Description of the task: The reply has to contain each record exactly as written.

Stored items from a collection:
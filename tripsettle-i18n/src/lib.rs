#[cfg(all(feature = "ja", feature = "en"))]
compile_error!("Cannot enable both 'ja' and 'en' features at the same time");

#[cfg(feature = "ja")]
pub mod strings {
    pub const TOTAL: &str = "合計";
    pub const PERSON: &str = "メンバー";
    pub const PAID: &str = "支払額";
    pub const SHARE: &str = "負担額";
    pub const NET: &str = "差引";
    pub const FROM: &str = "支払人";
    pub const TO: &str = "受取人";
    pub const AMOUNT: &str = "金額";
    pub const OWED: &str = "(受取)";
    pub const OWES: &str = "(支払)";
    pub const YOU: &str = "あなた";
    pub const YOU_MARKER: &str = "(あなた)";
    pub const PER_PERSON_SUMMARY: &str = "メンバー別集計";
    pub const SUGGESTED_SETTLEMENTS: &str = "精算案";
    pub const EXPENSE_BREAKDOWN: &str = "支出の内訳";
    pub const UNSETTLED_BALANCES: &str = "未精算の残高";
    pub const ALL_SETTLED: &str = "精算は不要です。すべて清算済みです!";
    pub const NO_EXPENSES_FOR_TRIP: &str =
        "この旅行には支出がありません。支出を追加すると精算結果が表示されます。";
    pub const NO_TRIPS: &str = "旅行が見つかりません。まず旅行を作成してください。";
    pub const TRIPS: &str = "旅行一覧";
    pub const UNTITLED_EXPENSE: &str = "(無題)";
}

#[cfg(not(feature = "ja"))]
pub mod strings {
    pub const TOTAL: &str = "Total";
    pub const PERSON: &str = "Person";
    pub const PAID: &str = "Paid";
    pub const SHARE: &str = "Share";
    pub const NET: &str = "Net";
    pub const FROM: &str = "From";
    pub const TO: &str = "To";
    pub const AMOUNT: &str = "Amount";
    pub const OWED: &str = "(owed)";
    pub const OWES: &str = "(owes)";
    pub const YOU: &str = "You";
    pub const YOU_MARKER: &str = "(You)";
    pub const PER_PERSON_SUMMARY: &str = "Per-Person Summary";
    pub const SUGGESTED_SETTLEMENTS: &str = "Suggested Settlements";
    pub const EXPENSE_BREAKDOWN: &str = "Expense Breakdown";
    pub const UNSETTLED_BALANCES: &str = "Unsettled Balances";
    pub const ALL_SETTLED: &str = "No transactions needed, everything is settled!";
    pub const NO_EXPENSES_FOR_TRIP: &str =
        "No expenses found for this trip. Add some expenses to see calculations.";
    pub const NO_TRIPS: &str = "No trips found. Create a trip first!";
    pub const TRIPS: &str = "Trips";
    pub const UNTITLED_EXPENSE: &str = "(untitled)";
}

pub use strings::*;

#[cfg(feature = "ja")]
pub fn trip_stats(expense_count: usize, participant_count: usize) -> String {
    format!("支出 {expense_count} 件 • メンバー {participant_count} 人")
}

#[cfg(feature = "ja")]
pub fn paid_by(name: impl std::fmt::Display) -> String {
    format!("支払者: {name}")
}

#[cfg(feature = "ja")]
pub fn split_between(count: usize) -> String {
    format!("{count} 人で割り勘")
}

#[cfg(feature = "ja")]
pub fn participants(names: impl std::fmt::Display) -> String {
    format!("メンバー: {names}")
}

#[cfg(not(feature = "ja"))]
pub fn trip_stats(expense_count: usize, participant_count: usize) -> String {
    format!("{expense_count} expenses • {participant_count} participants")
}

#[cfg(not(feature = "ja"))]
pub fn paid_by(name: impl std::fmt::Display) -> String {
    format!("Paid by: {name}")
}

#[cfg(not(feature = "ja"))]
pub fn split_between(count: usize) -> String {
    format!("Split between: {count} people")
}

#[cfg(not(feature = "ja"))]
pub fn participants(names: impl std::fmt::Display) -> String {
    format!("Participants: {names}")
}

Problem solution:
filename tripsettle-i18n/src/lib.rs
#[cfg(all(feature = "ja", feature = "en"))]
compile_error!("Cannot enable both 'ja' and 'en' features at the same time");

#[cfg(feature = "ja")]
pub mod strings {
    pub const TOTAL: &str = "合計";
    pub const PERSON: &str = "メンバー";
    pub const PAID: &str = "支払額";
    pub const SHARE: &str = "負担額";
    pub const NET: &str = "差引";
    pub const FROM: &str = "支払人";
    pub const TO: &str = "受取人";
    pub const AMOUNT: &str = "金額";
    pub const OWED: &str = "(受取)";
    pub const OWES: &str = "(支払)";
    pub const YOU: &str = "あなた";
    pub const YOU_MARKER: &str = "(あなた)";
    pub const PER_PERSON_SUMMARY: &str = "メンバー別集計";
    pub const SUGGESTED_SETTLEMENTS: &str = "精算案";
    pub const EXPENSE_BREAKDOWN: &str = "支出の内訳";
    pub const UNSETTLED_BALANCES: &str = "未精算の残高";
    pub const ALL_SETTLED: &str = "精算は不要です。すべて清算済みです!";
    pub const NO_EXPENSES_FOR_TRIP: &str =
        "この旅行には支出がありません。支出を追加すると精算結果が表示されます。";
    pub const NO_TRIPS: &str = "旅行が見つかりません。まず旅行を作成してください。";
    pub const TRIPS: &str = "旅行一覧";
    pub const UNTITLED_EXPENSE: &str = "(無題)";
}

#[cfg(not(feature = "ja"))]
pub mod strings {
    pub const TOTAL: &str = "Total";
    pub const PERSON: &str = "Person";
    pub const PAID: &str = "Paid";
    pub const SHARE: &str = "Share";
    pub const NET: &str = "Net";
    pub const FROM: &str = "From";
    pub const TO: &str = "To";
    pub const AMOUNT: &str = "Amount";
    pub const OWED: &str = "(owed)";
    pub const OWES: &str = "(owes)";
    pub const YOU: &str = "You";
    pub const YOU_MARKER: &str = "(You)";
    pub const PER_PERSON_SUMMARY: &str = "Per-Person Summary";
    pub const SUGGESTED_SETTLEMENTS: &str = "Suggested Settlements";
    pub const EXPENSE_BREAKDOWN: &str = "Expense Breakdown";
    pub const UNSETTLED_BALANCES: &str = "Unsettled Balances";
    pub const ALL_SETTLED: &str = "No transactions needed, everything is settled!";
    pub const NO_EXPENSES_FOR_TRIP: &str =
        "No expenses found for this trip. Add some expenses to see calculations.";
    pub const NO_TRIPS: &str = "No trips found. Create a trip first!";
    pub const TRIPS: &str = "Trips";
    pub const UNTITLED_EXPENSE: &str = "(untitled)";
}

pub use strings::*;

#[cfg(feature = "ja")]
pub fn trip_stats(expense_count: usize, participant_count: usize) -> String {
    format!("支出 {expense_count} 件 • メンバー {participant_count} 人")
}

#[cfg(feature = "ja")]
pub fn paid_by(name: impl std::fmt::Display) -> String {
    format!("支払者: {name}")
}

#[cfg(feature = "ja")]
pub fn split_between(count: usize) -> String {
    format!("{count} 人で割り勘")
}

#[cfg(feature = "ja")]
pub fn participants(names: impl std::fmt::Display) -> String {
    format!("メンバー: {names}")
}

#[cfg(not(feature = "ja"))]
pub fn trip_stats(expense_count: usize, participant_count: usize) -> String {
    format!("{expense_count} expenses • {participant_count} participants")
}

#[cfg(not(feature = "ja"))]
pub fn paid_by(name: impl std::fmt::Display) -> String {
    format!("Paid by: {name}")
}

#[cfg(not(feature = "ja"))]
pub fn split_between(count: usize) -> String {
    format!("Split between: {count} people")
}

#[cfg(not(feature = "ja"))]
pub fn participants(names: impl std::fmt::Display) -> String {
    format!("Participants: {names}")
}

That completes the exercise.